Monatlich 3.000 Griwna für Kinder aus Binnenvertriebenen-Familien: Antragsfrist endet am 1. Mai
Monatlich 3.000 Griwna für Kinder aus Binnenvertriebenen-Familien: Antragsfrist endet am 1. Mai

Staatliche Hilfe für junge Binnenvertriebene

Nach Angaben von Novyny.live: Seit Jahresbeginn 2026 erhalten Kinder mit dem Status einer Binnenvertriebenen Person (engl. IDP) in der Ukraine eine monatliche Zahlung von 3.000 Griwna. Wer diese Unterstützung auch weiterhin erhalten möchte, muss jedoch bis spätestens 1. Mai einen entsprechenden Antrag stellen. Ein wichtiger Vorteil: Das Einkommen der Familie spielt bei dieser Leistung keine Rolle – sie steht allen betroffenen Kindern gleichermaßen zu.
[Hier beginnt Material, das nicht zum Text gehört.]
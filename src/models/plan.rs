use serde::{Deserialize, Serialize};
use std::fmt;
use std::str::FromStr;

/// Subscription tier of a profile. Ordered: each tier includes everything
/// the tiers below it can do.
#[derive(Debug, Clone, Copy, PartialEq, Eq, PartialOrd, Ord, Hash, Serialize, Deserialize)]
#[serde(rename_all = "UPPERCASE")]
pub enum PlanTier {
    Free,
    Silver,
    Gold,
    Platinum,
}

impl PlanTier {
    pub const ALL: [PlanTier; 4] = [
        PlanTier::Free,
        PlanTier::Silver,
        PlanTier::Gold,
        PlanTier::Platinum,
    ];

    pub fn as_str(&self) -> &'static str {
        match self {
            Self::Free => "FREE",
            Self::Silver => "SILVER",
            Self::Gold => "GOLD",
            Self::Platinum => "PLATINUM",
        }
    }

    /// True when a profile on `self` may use something that requires `required`.
    pub fn includes(&self, required: PlanTier) -> bool {
        *self >= required
    }
}

impl Default for PlanTier {
    fn default() -> Self {
        PlanTier::Free
    }
}

impl fmt::Display for PlanTier {
    fn fmt(&self, f: &mut fmt::Formatter<'_>) -> fmt::Result {
        f.write_str(self.as_str())
    }
}

impl FromStr for PlanTier {
    type Err = String;

    fn from_str(s: &str) -> Result<Self, Self::Err> {
        match s.trim().to_ascii_uppercase().as_str() {
            "FREE" => Ok(Self::Free),
            "SILVER" => Ok(Self::Silver),
            "GOLD" => Ok(Self::Gold),
            "PLATINUM" => Ok(Self::Platinum),
            other => Err(format!("unknown plan tier: {}", other)),
        }
    }
}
Die Auszahlung erfolgt rückwirkend zum 1. Februar 2026. Das bedeutet, dass die finanzielle Hilfe von Anfang an gewährleistet ist. Der Antrag auf Verlängerung kann auf drei Wegen eingereicht werden: persönlich vor Ort, per Post oder online. Damit soll der bürokratische Aufwand für die Familien so gering wie möglich gehalten werden.

Zusätzliches Hilfsangebot des UNHCR

Darüber hinaus hat das UNHCR Ukraine die Registrierung für eine weitere Finanzhilfe in Höhe von 10.800 Griwna wieder geöffnet. Interessierte Binnenvertriebene können ihre Anträge dafür ab Ende März einreichen. Diese zusätzliche Zahlung kann für viele Familien, die durch den Krieg in Not geraten sind, ein wichtiger finanzieller Puffer sein.

Insgesamt stehen Binnenvertriebenen also mehrere Hilfsangebote zur Verfügung. Entscheidend ist jedoch, die jeweiligen Fristen einzuhalten, um keinen Anspruch auf die Unterstützung zu verlieren.

Diese Maßnahmen sind Teil eines gemeinsamen Programms der ukrainischen Regierung und internationaler Organisationen, um die Folgen des Krieges für die betroffenen Familien abzumildern.

Die regelmäßigen Zahlungen für Kinder und ihre Familien sollen dazu beitragen, die soziale Stabilität zu sichern und die Lebensbedingungen zu verbessern. Damit die Hilfe auch wirklich ankommt, ist es umso wichtiger, dass die Betroffenen rechtzeitig über die Verfahren informiert werden und die nötigen Unterlagen fristgerecht einreichen.